Wednesday, December 21, 2005

Switching off terminal echo in Perl

A delegate recently asked me how to switch echo off for password prompting. I couldn't remember, I thought it was Term::ReadLine. Actually it is Term::ReadKey - as expected the Perl Cookbook reminded me. Term::ReadKey is not a base module, but is present on ActiveState and Fedora installations, and easily installed from CPAN. Here is a simple script that works on both Linux and Windows (despite what the documentation says) :

use Term::ReadKey;

print 'Password: ';
ReadMode 'noecho';
my $password = ReadLine; # Corrected
ReadMode 'normal';
chomp $password;

print "Password was: $password\n";

Another delegate said something like "I guess another module will replace characters typed with asterisks". Well, that is not so simple.

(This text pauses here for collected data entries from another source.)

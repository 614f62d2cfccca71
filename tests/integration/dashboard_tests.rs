//! Integration tests for the dashboard: routing, drain-then-render and
//! manual override.

use std::sync::Arc;
use std::time::{Duration, Instant};

use smartgarden::app::commands::{Command, OperatorAction};
use smartgarden::app::dashboard::{DashboardService, IngestRouter};
use smartgarden::app::events::AppEvent;
use smartgarden::app::service::ActuationService;
use smartgarden::config::{SystemConfig, TELEMETRY_LOG_CAP};
use smartgarden::handoff::HandoffBuffer;

use crate::mock_ports::{
    RecordingDisplay, RecordingPublisher, RecordingSink, RuleClassifier, payload, reading,
};

fn setup() -> (Arc<HandoffBuffer>, IngestRouter, DashboardService, SystemConfig) {
    let config = SystemConfig::default();
    let buffer = Arc::new(HandoffBuffer::new(Command::Standby));
    let router = IngestRouter::new(
        config.data_topic.as_str(),
        config.control_topic.as_str(),
        Arc::clone(&buffer),
    );
    let service = DashboardService::new(Arc::clone(&buffer));
    (buffer, router, service, config)
}

#[test]
fn tick_drains_before_rendering() {
    let (buffer, router, mut svc, config) = setup();
    let mut sink = RecordingSink::new();
    let mut display = RecordingDisplay::new();

    router.route(&config.data_topic, &payload(30.0, 50.0, 20.0, 1, "2025-03-01 08:30:00"), &mut sink);
    router.route(&config.data_topic, &payload(31.0, 51.0, 21.0, 0, "2025-03-01 08:30:05"), &mut sink);
    router.route(&config.control_topic, b"POMPA_ON", &mut sink);

    let report = svc.tick(&mut display);

    assert_eq!(report.drained, 2);
    assert_eq!(buffer.pending_len(), 0);
    let frame = display.last().unwrap();
    assert_eq!(frame.status, Command::Watering);
    assert_eq!(frame.readings.len(), 2);
    assert_eq!(frame.readings[1].temperature(), 31.0);
}

#[test]
fn rejected_payload_never_reaches_buffer_or_log() {
    let (buffer, router, mut svc, config) = setup();
    let mut sink = RecordingSink::new();
    let mut display = RecordingDisplay::new();

    router.route(&config.data_topic, br#"{"suhu":30}"#, &mut sink);
    router.route(&config.data_topic, b"\xff\xfe", &mut sink);

    assert_eq!(buffer.pending_len(), 0);
    svc.tick(&mut display);
    assert!(svc.log().is_empty());
    assert_eq!(sink.count(|e| matches!(e, AppEvent::ReadingRejected(_))), 2);
}

#[test]
fn log_is_capped_across_ticks() {
    let (buffer, _router, mut svc, _config) = setup();
    let mut display = RecordingDisplay::new();

    for i in 0..150 {
        buffer.push(reading(i as f32, 50.0, 50.0, true));
        if i % 40 == 39 {
            svc.tick(&mut display);
        }
    }
    let report = svc.tick(&mut display);

    assert_eq!(report.drained, 30);
    let frame = display.last().unwrap();
    assert_eq!(frame.readings.len(), TELEMETRY_LOG_CAP);
    assert_eq!(frame.readings[0].temperature(), 50.0);
    assert_eq!(frame.readings[99].temperature(), 149.0);
}

#[test]
fn override_updates_local_status_before_echo() {
    let (buffer, _router, mut svc, _config) = setup();
    let mut publisher = RecordingPublisher::new();
    let mut sink = RecordingSink::new();
    let mut display = RecordingDisplay::new();

    let keep_going = svc.apply(
        OperatorAction::SetCommand(Command::Alarm),
        &mut publisher,
        &mut sink,
    );

    assert!(keep_going);
    assert_eq!(publisher.published, vec![Command::Alarm]);
    assert_eq!(svc.status(), Command::Alarm);
    assert_eq!(buffer.read_control(), Command::Alarm);
    assert_eq!(svc.tick(&mut display).status, Command::Alarm);
    assert!(sink.events.contains(&AppEvent::OverrideApplied(Command::Alarm)));
}

#[test]
fn refused_override_leaves_status_unchanged() {
    let (_buffer, _router, mut svc, _config) = setup();
    let mut publisher = RecordingPublisher {
        refuse: 1,
        ..Default::default()
    };
    let mut sink = RecordingSink::new();

    svc.apply(OperatorAction::SetCommand(Command::Watering), &mut publisher, &mut sink);

    assert_eq!(svc.status(), Command::Standby);
    assert_eq!(
        sink.count(|e| matches!(e, AppEvent::PublishFailed { command: Command::Watering, .. })),
        1
    );
}

#[test]
fn controller_overwrites_override_last_publish_wins() {
    let (_buffer, router, mut dash, config) = setup();
    let mut broker = RecordingPublisher::new();
    let mut sink = RecordingSink::new();
    let mut display = RecordingDisplay::new();
    let mut controller = ActuationService::new(Duration::from_secs(2));
    let t0 = Instant::now();
    let dry = reading(25.0, 60.0, 20.0, true);

    controller.handle_reading(&dry, t0, &RuleClassifier, &mut broker, &mut sink);
    dash.apply(OperatorAction::SetCommand(Command::Standby), &mut broker, &mut sink);
    controller.handle_reading(&dry, t0 + Duration::from_secs(5), &RuleClassifier, &mut broker, &mut sink);

    // The controller still believes WATERING was last sent, so it stays
    // quiet; the operator's STANDBY is the retained value.
    assert_eq!(broker.published, vec![Command::Watering, Command::Standby]);

    // Echo of the retained value reaches the dashboard.
    router.route(&config.control_topic, broker.last().unwrap().as_wire().as_bytes(), &mut sink);
    assert_eq!(dash.tick(&mut display).status, Command::Standby);
}

#[test]
fn annotation_flags_entry_and_rejects_out_of_range() {
    let (buffer, _router, mut svc, _config) = setup();
    let mut publisher = RecordingPublisher::new();
    let mut sink = RecordingSink::new();
    let mut display = RecordingDisplay::new();

    buffer.push(reading(20.0, 50.0, 50.0, true));
    buffer.push(reading(21.0, 50.0, 50.0, true));
    svc.tick(&mut display);

    svc.apply(OperatorAction::MarkAnomaly { index: 1, flagged: true }, &mut publisher, &mut sink);
    svc.apply(OperatorAction::MarkAnomaly { index: 5, flagged: true }, &mut publisher, &mut sink);
    svc.tick(&mut display);

    let frame = display.last().unwrap();
    assert!(!frame.readings[0].anomaly_flag());
    assert!(frame.readings[1].anomaly_flag());
    assert!(sink.events.contains(&AppEvent::AnnotationRejected { index: 5, len: 2 }));
    assert!(publisher.published.is_empty());
}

After some experimentation I came up with the following script, which has to use raw terminal input and take iinto account differences between Windows and Unix/Linux:

use Term::ReadKey;
use strict;

local $| = 1;
print 'Password: ';

my $password = '';
my $retn = $^O eq 'MSWin32'?"\r":"\n";

ReadMode 'raw';

while (1)
{
my $key;
# Loop waiting for a key to be pressed
while (!defined $key)
{
$key = ReadKey -1;
}

last if $key eq $retn;
$password .= $key;

print '*';
}

ReadMode 'normal';
print "\n";

print "Password was: $password\n";

Check the Term::ReadKey documentation for the arguments. Note that I have to wait for a key to be pressed this time, and write an unbuffered '*' (local $| = 1 makes STDOUT unbuffered).

2 comments:

Oliver K said...

-my $password = ReadLine,
+my $password = ReadLine;

Clive said...

Thanks, the error was there for four years before anyone noticed. I have corrected it.